Radio Vinci Park prend l’allure d’une sérénade aux effluves toxiques. Rendez-vous est donné dans un parking souterrain, cet espace liminal étrange et inquiétant, lieu sombre qui se prête aussi bien au décor d’un film d’horreur qu’à des tractations secrètes, dissimulées à la vue du plus grand nombre. Nous sommes convié.e.s dans un écrin à la fois brut et obscur. Le mystère est épais. Nous avons l’impression de nous faufiler en douce dans des souterrains. Un drôle de sentiment plane, celui de se rendre à un combat clandestin interdit, où une lutte s’apprête à prendre place sous nos yeux. Comme un coup tranchant, nous avons droit à une entrée en musique flamboyante et baroque, un clavecin imposant trône parmi les reliquats d’un salon décadent : tapis, cristal, bouquet de roses, qui détonnent contre le béton froid. Marie-Pierre Brébant, sanglée de cuir et installée au clavier joue Mozart et Purcell, comme un prélude à l’amour. Complice de François Chaignaud, avec qui elle défriche par ailleurs le répertoire chantée d’Hildegarde Von Bingen dans Symphonia Harmoniae Caelestium Revelationum, spécialiste de la musique baroque, venue du classique pour muter vers des
endroits de collaborations où il y a la place d’expérimenter, elle aime jouer sur des lignes de crête entre les genres et se trouve à son aise en nous accueillant dans ce décor qui dépeint l’ambiance d’un salon de musique bourgeois défraîchi, lové dans le sombre de l’antre souterraine.

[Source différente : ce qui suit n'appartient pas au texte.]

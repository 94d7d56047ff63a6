//! Human-readable key names and the byte sequences they stand for.
//!
//! Configuration files and help screens talk about keys as `c-a`, `a-n`,
//! `shift-tab` or `f10`; bindings and the recognizer work on the raw bytes a
//! terminal sends. [`KeyNames`] converts between the two.
//!
//! # Naming rules
//!
//! - Named keys (`up`, `pageup`, `f1`, `enter`, ...) map to the sequence the
//!   capability layer reports; the defaults are xterm's.
//! - `c-<char>` is a control chord: the character's control byte
//!   (`c-a` is `\x01`, `c-_` is `\x1f`).
//! - `a-<name>` is a meta chord: an escape byte followed by `<name>`, which
//!   may itself be any key name (`a-c-g`, `a-shift-tab`, `a-T`).
//! - Any other single character stands for itself.

use std::collections::HashMap;

use tessera_core::logging::targets;

use super::recognizer::KeyRecognizer;

const ESC: u8 = 0x1b;

/// Named keys with their xterm sequences.
const XTERM_KEYS: &[(&str, &[u8])] = &[
    ("up", b"\x1b[A"),
    ("down", b"\x1b[B"),
    ("right", b"\x1b[C"),
    ("left", b"\x1b[D"),
    ("home", b"\x1b[H"),
    ("end", b"\x1b[F"),
    ("pageup", b"\x1b[5~"),
    ("pagedown", b"\x1b[6~"),
    ("insert", b"\x1b[2~"),
    ("delete", b"\x1b[3~"),
    ("backspace", b"\x7f"),
    ("tab", b"\t"),
    ("shift-tab", b"\x1b[Z"),
    ("enter", b"\r"),
    ("escape", b"\x1b"),
    ("space", b" "),
    ("f1", b"\x1bOP"),
    ("f2", b"\x1bOQ"),
    ("f3", b"\x1bOR"),
    ("f4", b"\x1bOS"),
    ("f5", b"\x1b[15~"),
    ("f6", b"\x1b[17~"),
    ("f7", b"\x1b[18~"),
    ("f8", b"\x1b[19~"),
    ("f9", b"\x1b[20~"),
    ("f10", b"\x1b[21~"),
    ("f11", b"\x1b[23~"),
    ("f12", b"\x1b[24~"),
];

/// The bidirectional key-name table.
///
/// # Example
///
/// ```
/// use tessera::key::KeyNames;
///
/// let names = KeyNames::default();
/// assert_eq!(names.translate("c-a"), Some(vec![0x01]));
/// assert_eq!(names.translate("a-n"), Some(b"\x1bn".to_vec()));
/// assert_eq!(names.lookup(b"\x1b[A").as_deref(), Some("up"));
/// assert_eq!(names.lookup(b"\x1b\x07").as_deref(), Some("a-c-g"));
/// ```
#[derive(Debug, Clone)]
pub struct KeyNames {
    by_name: HashMap<String, Vec<u8>>,
    by_sequence: HashMap<Vec<u8>, String>,
    sequences: KeyRecognizer,
}

impl Default for KeyNames {
    fn default() -> Self {
        Self::xterm()
    }
}

impl KeyNames {
    /// The table with xterm's sequences for every named key.
    pub fn xterm() -> Self {
        let mut names = Self {
            by_name: HashMap::new(),
            by_sequence: HashMap::new(),
            sequences: KeyRecognizer::new(),
        };
        for (name, sequence) in XTERM_KEYS {
            names.by_name.insert(name.to_string(), sequence.to_vec());
            names.by_sequence.insert(sequence.to_vec(), name.to_string());
            names.sequences.add(sequence);
        }
        names
    }

    /// Override the sequence of a named key, as reported by the terminal's
    /// capabilities. New names are accepted as well.
    pub fn set_sequence(&mut self, name: &str, sequence: &[u8]) {
        if sequence.is_empty() {
            return;
        }
        if let Some(old) = self.by_name.insert(name.to_string(), sequence.to_vec()) {
            if self.by_sequence.get(&old).is_some_and(|n| n == name) {
                self.by_sequence.remove(&old);
            }
            self.sequences.remove(&old);
        }
        self.by_sequence.insert(sequence.to_vec(), name.to_string());
        self.sequences.add(sequence);
        tracing::debug!(target: targets::KEYS, name, ?sequence, "key sequence overridden");
    }

    /// The sequence of a named key (no chord parsing).
    pub fn sequence(&self, name: &str) -> Option<&[u8]> {
        self.by_name.get(name).map(Vec::as_slice)
    }

    /// All named keys, sorted.
    pub fn named_keys(&self) -> Vec<&str> {
        let mut keys: Vec<&str> = self.by_name.keys().map(String::as_str).collect();
        keys.sort_unstable();
        keys
    }

    /// A recognizer over every named key sequence, used to split input that
    /// no binding claims.
    pub fn sequences(&self) -> &KeyRecognizer {
        &self.sequences
    }

    /// Convert a human-readable key name to the bytes it stands for.
    pub fn translate(&self, human: &str) -> Option<Vec<u8>> {
        if let Some(sequence) = self.by_name.get(human) {
            return Some(sequence.clone());
        }
        if let Some(rest) = human.strip_prefix("a-").filter(|rest| !rest.is_empty()) {
            let mut sequence = vec![ESC];
            sequence.extend(self.translate(rest)?);
            return Some(sequence);
        }
        if let Some(rest) = human.strip_prefix("c-") {
            return single_char(rest).and_then(control_byte).map(|byte| vec![byte]);
        }
        single_char(human).map(|c| c.to_string().into_bytes())
    }

    /// Convert raw key bytes to their canonical human-readable name.
    pub fn lookup(&self, trigger: &[u8]) -> Option<String> {
        if let Some(name) = self.by_sequence.get(trigger) {
            return Some(name.clone());
        }
        match trigger {
            [ESC, rest @ ..] if !rest.is_empty() => self.lookup(rest).map(|name| format!("a-{name}")),
            [byte] if *byte < 0x20 => {
                let c = (byte ^ 0x40).to_ascii_lowercase() as char;
                Some(format!("c-{c}"))
            }
            _ => {
                let text = std::str::from_utf8(trigger).ok()?;
                single_char(text)
                    .filter(|c| !c.is_control())
                    .map(String::from)
            }
        }
    }
}

fn single_char(text: &str) -> Option<char> {
    let mut chars = text.chars();
    let c = chars.next()?;
    chars.next().is_none().then_some(c)
}

fn control_byte(c: char) -> Option<u8> {
    let upper = c.to_ascii_uppercase();
    matches!(upper, '@'..='_').then(|| upper as u8 ^ 0x40)
}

Sa musique donne un plein volume à celle qui est normalement diffusée sur les ondes de Radio Vinci Park. La pièce tire en effet son nom de cette station de radio créée par l’entreprise Vinci, qui programme des airs de musique classique résonnant dans les espaces bétonnés des parkings, se faufilant entre les carcasses luisantes des voitures qui s’alignent au son des crissements de pneus. Cette radio est comme une petite musique qui flotte dans l’air, perceptible en tâche de fond, puisque le volume sonore est ajusté pour que l’on puisse entendre si quelqu’un nous emboîte le pas dans notre dos. Une angoisse latente se glisse sous la peau des arias, l’épiderme est sur le qui-vive en traversant l’espace froid et se faisant, cette drôle de radio assure une drôle d’ambiance. En continuant un peu plus loin, c’est l’objet du fantasme qui apparaît. Un motard casqué, caparaçonné de noir trône dans la flaque de lumière d’un néon, chevauchant une moto qui ronronne entre ses jambes. Une voix de tête arrive à nos oreilles, puis la silhouette de François Chaignaud en danseur courtisan, vêtu de voilages blancs, paré aux chevilles et aux poignets de lourds ornements qui crissent contre les barrières de métal qui délimitent le terrain de jeu, imposant une frontière physique qui nous sépare des deux protagonistes. Une sérénade débute entre le danseur et le motard, tourne bientôt au choc de la rencontre sensuelle, tous deux pris dans la mise en scène d’un combat. Les odeurs d’essence lestent les volutes du chant d’un gras lourd, suintant. Le tremblement de la voix de François Chaignaud, qui dévoile sa parade nuptiale en bondissant puis s’enroulant autour de l’homme et de sa machine est aussi palpable à l’endroit de notre réception, lorsque le motard démarre dans le noir soudain et commence à rôder dans l’arène. D’abord tout doux puis de plus en plus casse-cou, virages serrés, moteur hurlant, coups de freins secs face à un François Chaignaud torse nu offrant sa chair. Récit d’amour hybride, le duel est provoqué sur le lieu de l’érotisme, à un endroit de friction entre représentations de masculinités plurielles. À l’image de la silhouette de Chaignaud, qui virevolte puis se réceptionne sur les aiguilles de talons vertigineux, avant d’abandonner ses dernières forces aux pieds du motard, bloc noir impassible.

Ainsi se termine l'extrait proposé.